It’s interesting to consider the changes wrought on the world and how we see it by the simple clock and its clockwork engineering; the ability to measure time with machine like precision, and our ability to observe an intricately integrated and complex machine and make inferences about the workings of the universe… machines disrupt and change the ecosystems they’re introduced to; but machines do this without intent or a will. I’ve long been fascinated by the Luddite movement; an uprising of humans against sophisticated machines that were taking jobs and changing society. I understand the Luddite impulse but I also wonder about the emotions of the creators of those machines as they saw their handiwork destroyed. Those beautiful machines turned into something ugly and pointless… but I wonder if they were more glad that the Luddites took out their anger on the engines not the engineers… machines don’t take jobs, machinists do. We tend to anthropomorphise machines — to expect them to have human qualities and to talk about them dying, but the flipside is that we increasingly see the cosmos, and people, in machine like terms; with the rise of clockwork we even started to speak of God as the ‘clockmaker’ and to imagine him somewhat distantly winding up the universe and then stepping back to watch time unfold; and this means we talk about death in terms of ‘flicking a switch’ or to see it as a natural end to our life, and the operations or machinations of our body being all there is. We see death as something akin to sand passing through an hour glass, as a natural and normal part of the machine-like universe doing its thing. 

But it isn’t.

We see ourselves as cogs within this machine, or as little machines; operating like clockwork, wound up, and now just waiting for the kinetic energy that is loaded up into our bits and pieces to run out so that we expire.

But we aren’t.

Machines are not people; nor are people machines. If I took a sledgehammer to my beautiful clock and destroyed it the world would lose something beautiful and intricately crafted; how much more has the world lost with the loss of my gran? Or the destruction of every human body, bodies knit together more intricately and beautifully than a clock? Death is the ugly destruction of something much more beautiful than our most beautiful machines. Machines break, people die. 

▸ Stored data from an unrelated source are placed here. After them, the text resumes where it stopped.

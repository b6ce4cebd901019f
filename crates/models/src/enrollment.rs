use sea_orm::{entity::prelude::*, Set, ConnectionTrait};
use uuid::Uuid;
use chrono::Utc;
use serde::{Deserialize, Serialize};

use crate::{errors, formation, user};

#[derive(Clone, Debug, PartialEq, DeriveEntityModel, Serialize, Deserialize)]
#[sea_orm(table_name = "enrollment")]
pub struct Model {
    #[sea_orm(primary_key, auto_increment = false)]
    pub id: Uuid,
    pub formation_id: Uuid,
    pub user_id: Uuid,
    pub created_at: DateTimeWithTimeZone,
}

#[derive(Copy, Clone, Debug, EnumIter)]
pub enum Relation { Formation, User }

impl RelationTrait for Relation {
    fn def(&self) -> RelationDef {
        match self {
            Relation::Formation => Entity::belongs_to(formation::Entity).from(Column::FormationId).to(formation::Column::Id).into(),
            Relation::User => Entity::belongs_to(user::Entity).from(Column::UserId).to(user::Column::Id).into(),
        }
    }
}

impl ActiveModelBehavior for ActiveModel {}

pub async fn create<C: ConnectionTrait>(db: &C, formation_id: Uuid, user_id: Uuid) -> Result<Model, errors::ModelError> {
    let am = ActiveModel {
        id: Set(Uuid::new_v4()),
        formation_id: Set(formation_id),
        user_id: Set(user_id),
        created_at: Set(Utc::now().into()),
    };
    Ok(am.insert(db).await?)
}

pub async fn list_for_formation<C: ConnectionTrait>(db: &C, formation_id: Uuid) -> Result<Vec<Model>, errors::ModelError> {
    Ok(Entity::find().filter(Column::FormationId.eq(formation_id)).all(db).await?)
}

On the day gran drew breath for the last time, the Victorian government’s lower house passed its euthanasia bill; the word euthanasia is derived from the greek words for good and death, and the pursuit of a ‘good death’ seems noble. And inasmuch as a death can be good, passing away gently in your sleep, with pain managed via the miracles of modern medicine, at 92, and surrounded by family, gran had a good death. A death that made me appreciate what a service palliative care built on the belief that people have a dignity that sets us apart from machinery can be to our world… But as members of my family gathered to say goodbye as we could, and as my folks and aunty were there when gran drew her final breath in as good a death as you might see, I came to realise there is nothing good about death. There gran lay in her room, with this clock on the wall relentlessly beating away like a metronome, while the rhythm of her breathing faltered and the beat of her heart faded away, and there was nothing inherently good about death; which is why we grieve, and this wasn’t simply the mechanical process of a machine being shut down for the last time either. Death stings. We think it’s natural because it happens so much — and will happen to all of us — or is happening to all of us. Death didn’t begin last week for gran, it began 92 years ago with her birth. It’s a lifelong process marked by the passing of time; time which now passes to the rhythmic beating of a second hand on the wall… tick… tock… and if you’re lucky to those cheerful chimes that mark every quarter hour, and peal out some extra notes for each passing hour. If you’re extra lucky you’ll be reminded of your mortality by having to keep winding up that clock every seven days to mark the passing of each week. That’s what clocks, especially grandfather clocks, do; they count down towards our death… and they last beyond it.  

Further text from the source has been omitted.